• What this task involves: Retype all of the entries word for word.
*** Information given ***
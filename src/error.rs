use crate::inst::{Cycle, FpReg, Stage, Tag};
use thiserror::Error;

/// Errors produced while loading a hardware configuration.
#[derive(Debug, Error, Clone, PartialEq, Eq)]
pub enum ConfigError {
    #[error("missing value for {0}")]
    Missing(&'static str),

    #[error("invalid value for {field}: '{value}'")]
    NotAnInteger { field: &'static str, value: String },

    #[error("{field} must be positive, got {value}")]
    NotPositive { field: &'static str, value: i64 },

    #[error("unexpected trailing value '{0}'")]
    Trailing(String),
}

/// Errors produced while parsing a single trace line.
#[derive(Debug, Error, Clone, PartialEq, Eq)]
pub enum TraceError {
    #[error("empty instruction")]
    Empty,

    #[error("unknown instruction: '{0}'")]
    UnknownOp(String),

    #[error("'{op}' takes 3 operands, found {found}")]
    ArgCount { op: String, found: usize },

    #[error("invalid register: '{0}'")]
    BadRegister(String),

    #[error("invalid immediate: '{0}'")]
    BadImmediate(String),

    #[error("error parsing instruction '{text}' on line {line}: {source}")]
    Line {
        line: usize,
        text: String,
        #[source]
        source: Box<TraceError>,
    },
}

/// Fatal errors raised by the scheduler.
#[derive(Debug, Error, Clone, PartialEq, Eq)]
pub enum SimError {
    #[error("register file must hold at least one register")]
    NoRegisters,

    #[error("instruction {tag} names {reg}, but only {available} registers are configured")]
    RegisterOutOfRange {
        tag: Tag,
        reg: FpReg,
        available: usize,
    },

    #[error("deadlock at cycle {cycle}: no progress with instructions {pending:?} outstanding")]
    Deadlock { cycle: Cycle, pending: Vec<Tag> },

    #[error("cycle limit of {0} exceeded")]
    CycleLimitExceeded(Cycle),

    #[error("{stage} cycle of instruction {tag} already recorded as {previous}, tried {cycle}")]
    StatusOverwrite {
        tag: Tag,
        stage: Stage,
        previous: Cycle,
        cycle: Cycle,
    },

    #[error("report sink failed: {0}")]
    Report(String),
}

/// Any error of a full run, from reading inputs to writing the report.
#[derive(Debug, Error)]
pub enum Error {
    #[error("config: {0}")]
    Config(#[from] ConfigError),

    #[error("trace: {0}")]
    Trace(#[from] TraceError),

    #[error(transparent)]
    Sim(#[from] SimError),

    #[error(transparent)]
    Io(#[from] std::io::Error),
}
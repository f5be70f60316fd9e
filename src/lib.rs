use config::HardwareConfig;
use cpu::ExecResult;
use error::Error;
use report::ReportSink;
use tomasulo::Tomasulo;
use trace::Trace;

pub mod cdb;
pub mod config;
pub mod cpu;
pub mod error;
pub mod inst;
pub mod rat;
pub mod report;
pub mod reservation_station;
pub mod tomasulo;
pub mod trace;

/// Parses `traces/<name>.txt` and simulates it on `config`.
pub fn parse_and_exec<S: ReportSink>(
    name: &str,
    config: HardwareConfig,
    sink: &mut S,
) -> Result<ExecResult, Error> {
    let contents = std::fs::read_to_string(format!("traces/{name}.txt"))?;
    let trace = contents.parse::<Trace>()?;
    Ok(Tomasulo::new(config, trace)?.run(sink)?)
}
*** End of Information given ***
• Finished task:
filename src/error.rs
use crate::inst::{Cycle, FpReg, Stage, Tag};
use thiserror::Error;

/// Errors produced while loading a hardware configuration.
#[derive(Debug, Error, Clone, PartialEq, Eq)]
pub enum ConfigError {
    #[error("missing value for {0}")]
    Missing(&'static str),

    #[error("invalid value for {field}: '{value}'")]
    NotAnInteger { field: &'static str, value: String },

    #[error("{field} must be positive, got {value}")]
    NotPositive { field: &'static str, value: i64 },

    #[error("unexpected trailing value '{0}'")]
    Trailing(String),
}

/// Errors produced while parsing a single trace line.
#[derive(Debug, Error, Clone, PartialEq, Eq)]
pub enum TraceError {
    #[error("empty instruction")]
    Empty,

    #[error("unknown instruction: '{0}'")]
    UnknownOp(String),

    #[error("'{op}' takes 3 operands, found {found}")]
    ArgCount { op: String, found: usize },

    #[error("invalid register: '{0}'")]
    BadRegister(String),

    #[error("invalid immediate: '{0}'")]
    BadImmediate(String),

    #[error("error parsing instruction '{text}' on line {line}: {source}")]
    Line {
        line: usize,
        text: String,
        #[source]
        source: Box<TraceError>,
    },
}

/// Fatal errors raised by the scheduler.
#[derive(Debug, Error, Clone, PartialEq, Eq)]
pub enum SimError {
    #[error("register file must hold at least one register")]
    NoRegisters,

    #[error("instruction {tag} names {reg}, but only {available} registers are configured")]
    RegisterOutOfRange {
        tag: Tag,
        reg: FpReg,
        available: usize,
    },

    #[error("deadlock at cycle {cycle}: no progress with instructions {pending:?} outstanding")]
    Deadlock { cycle: Cycle, pending: Vec<Tag> },

    #[error("cycle limit of {0} exceeded")]
    CycleLimitExceeded(Cycle),

    #[error("{stage} cycle of instruction {tag} already recorded as {previous}, tried {cycle}")]
    StatusOverwrite {
        tag: Tag,
        stage: Stage,
        previous: Cycle,
        cycle: Cycle,
    },

    #[error("report sink failed: {0}")]
    Report(String),
}

/// Any error of a full run, from reading inputs to writing the report.
#[derive(Debug, Error)]
pub enum Error {
    #[error("config: {0}")]
    Config(#[from] ConfigError),

    #[error("trace: {0}")]
    Trace(#[from] TraceError),

    #[error(transparent)]
    Sim(#[from] SimError),

    #[error(transparent)]
    Io(#[from] std::io::Error),
}
repository f5be70f60316fd9e
filename src/lib.rs
use config::HardwareConfig;
use cpu::ExecResult;
use error::Error;
use report::ReportSink;
use tomasulo::Tomasulo;
use trace::Trace;

pub mod cdb;
pub mod config;
pub mod cpu;
pub mod error;
pub mod inst;
pub mod rat;
pub mod report;
pub mod reservation_station;
pub mod tomasulo;
pub mod trace;

/// Parses `traces/<name>.txt` and simulates it on `config`.
pub fn parse_and_exec<S: ReportSink>(
    name: &str,
    config: HardwareConfig,
    sink: &mut S,
) -> Result<ExecResult, Error> {
    let contents = std::fs::read_to_string(format!("traces/{name}.txt"))?;
    let trace = contents.parse::<Trace>()?;
    Ok(Tomasulo::new(config, trace)?.run(sink)?)
}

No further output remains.